[[ Extracted entries open ]]
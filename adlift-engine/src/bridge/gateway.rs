//! Bridge Gateway
//!
//! Single-flight-guarded, circuit-broken adapter to the external fulfillment
//! bridge. The session mutex is held across the entire bootstrap, so
//! concurrent callers share one load operation and see its outcome. On an
//! unavailable bridge the gateway degrades to a no-op stub queue: pushes
//! succeed without effect and slots resolve through the normal timeout path
//! instead of the engine deadlocking.

use super::circuit::CircuitBreaker;
use crate::error::{Error, Result};
use crate::registry::FulfillmentClaim;
use adlift_common::config::GatewayConfig;
use adlift_common::events::{BridgeSessionState, CircuitHealth};
use adlift_common::{AdliftEvent, EventBus};
use async_trait::async_trait;
use std::sync::Arc;
use std::time::Duration;
use tokio::sync::Mutex;
use tokio::time::timeout;
use tracing::{debug, info, warn};

/// Capability interface over the external fulfillment bridge
///
/// `push_request` appends to the bridge's positional queue: each append is
/// correlated to the next unfulfilled region in document order, which is why
/// the engine must never push twice for one slot.
#[async_trait]
pub trait Bridge: Send + Sync {
    /// Inject the bootstrap resource and wait for its readiness signal
    async fn load_bootstrap(&self) -> Result<()>;

    /// Append one fulfillment request to the bridge queue (fire-and-forget)
    async fn push_request(&self) -> Result<()>;
}

/// Outcome of `ensure_ready`
#[derive(Debug, Clone, Copy, PartialEq, Eq)]
pub enum Readiness {
    /// Bridge session is loaded and accepting requests
    Ready,
    /// Bridge is unavailable; pushes are logged no-ops
    Degraded,
}

/// The one path to the bridge
pub struct BridgeGateway {
    bridge: Arc<dyn Bridge>,
    session: Mutex<BridgeSessionState>,
    circuit: Mutex<CircuitBreaker>,
    config: GatewayConfig,
    events: EventBus,
}

impl BridgeGateway {
    pub fn new(bridge: Arc<dyn Bridge>, config: GatewayConfig, events: EventBus) -> Self {
        let circuit = CircuitBreaker::new(
            config.circuit_failure_threshold,
            Duration::from_millis(config.circuit_cooldown_ms),
        );
        Self {
            bridge,
            session: Mutex::new(BridgeSessionState::Unloaded),
            circuit: Mutex::new(circuit),
            config,
            events,
        }
    }

    /// Bring the bridge session up, sharing one load among concurrent callers
    ///
    /// Never errors: an unreachable bridge yields `Degraded` so callers
    /// proceed with graceful no-op fulfillment. While the circuit is open,
    /// returns `Degraded` fast without attempting a load; after the cooldown
    /// one half-open probe retries the bootstrap.
    pub async fn ensure_ready(&self) -> Readiness {
        let mut session = self.session.lock().await;

        match *session {
            BridgeSessionState::Ready => return Readiness::Ready,
            BridgeSessionState::Unloaded | BridgeSessionState::Unavailable => {}
            // Loading is only observable through events; the lock is held
            // for the duration of a load
            BridgeSessionState::Loading => {}
        }

        {
            let mut circuit = self.circuit.lock().await;
            let before = circuit.health();
            let admitted = circuit.check();
            self.emit_circuit_change(before, circuit.health());
            if admitted.is_err() {
                debug!("circuit open; bridge load skipped, session degraded");
                return Readiness::Degraded;
            }
        }

        self.set_session(&mut session, BridgeSessionState::Loading);

        let load = timeout(
            Duration::from_millis(self.config.bootstrap_timeout_ms),
            self.bridge.load_bootstrap(),
        )
        .await;

        let outcome = match load {
            Ok(Ok(())) => Ok(()),
            Ok(Err(e)) => Err(Error::Bootstrap(e.to_string())),
            Err(_) => Err(Error::Bootstrap(format!(
                "no readiness signal within {}ms",
                self.config.bootstrap_timeout_ms
            ))),
        };

        let mut circuit = self.circuit.lock().await;
        let before = circuit.health();
        match outcome {
            Ok(()) => {
                circuit.record_success();
                self.emit_circuit_change(before, circuit.health());
                self.set_session(&mut session, BridgeSessionState::Ready);
                info!("bridge session ready");
                Readiness::Ready
            }
            Err(e) => {
                circuit.record_failure();
                self.emit_circuit_change(before, circuit.health());
                self.set_session(&mut session, BridgeSessionState::Unavailable);
                warn!("bridge bootstrap failed, session degraded: {}", e);
                Readiness::Degraded
            }
        }
    }

    /// Push one fulfillment request for a claimed slot
    ///
    /// The sole push path. Consuming the claim makes a second push for the
    /// same fulfillment episode unrepresentable. Against a degraded session
    /// this is a logged no-op success; the slot resolves via its
    /// verification timeout.
    pub async fn request_fulfillment(&self, claim: FulfillmentClaim) -> Result<()> {
        match self.ensure_ready().await {
            Readiness::Ready => {
                self.bridge
                    .push_request()
                    .await
                    .map_err(|e| Error::Bridge(e.to_string()))?;
                debug!(slot_id = %claim.slot_id(), region = %claim.region(), "fulfillment request pushed");
                Ok(())
            }
            Readiness::Degraded => {
                debug!(slot_id = %claim.slot_id(), "degraded bridge session; no-op push");
                Ok(())
            }
        }
    }

    pub async fn session_state(&self) -> BridgeSessionState {
        *self.session.lock().await
    }

    pub async fn circuit_health(&self) -> CircuitHealth {
        self.circuit.lock().await.health()
    }

    /// Operator reset: drop the session and close the circuit
    pub async fn reset(&self) {
        let mut session = self.session.lock().await;
        self.set_session(&mut session, BridgeSessionState::Unloaded);
        *self.circuit.lock().await = CircuitBreaker::new(
            self.config.circuit_failure_threshold,
            Duration::from_millis(self.config.circuit_cooldown_ms),
        );
    }

    fn set_session(&self, session: &mut BridgeSessionState, new_state: BridgeSessionState) {
        if *session != new_state {
            self.events.emit_lossy(AdliftEvent::BridgeSessionChanged {
                old_state: *session,
                new_state,
                timestamp: chrono::Utc::now(),
            });
            *session = new_state;
        }
    }

    fn emit_circuit_change(&self, old: CircuitHealth, new: CircuitHealth) {
        if old != new {
            info!(?old, ?new, "bridge circuit state changed");
            self.events.emit_lossy(AdliftEvent::CircuitStateChanged {
                old_state: old,
                new_state: new,
                timestamp: chrono::Utc::now(),
            });
        }
    }
}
[[ Extracted entries closed ]]
Task to complete: What lines of the material contain "Result"? Show them.

Exercise answer:
use crate::error::{Error, Result};
    async fn load_bootstrap(&self) -> Result<()>;
    async fn push_request(&self) -> Result<()>;
    pub async fn request_fulfillment(&self, claim: FulfillmentClaim) -> Result<()> {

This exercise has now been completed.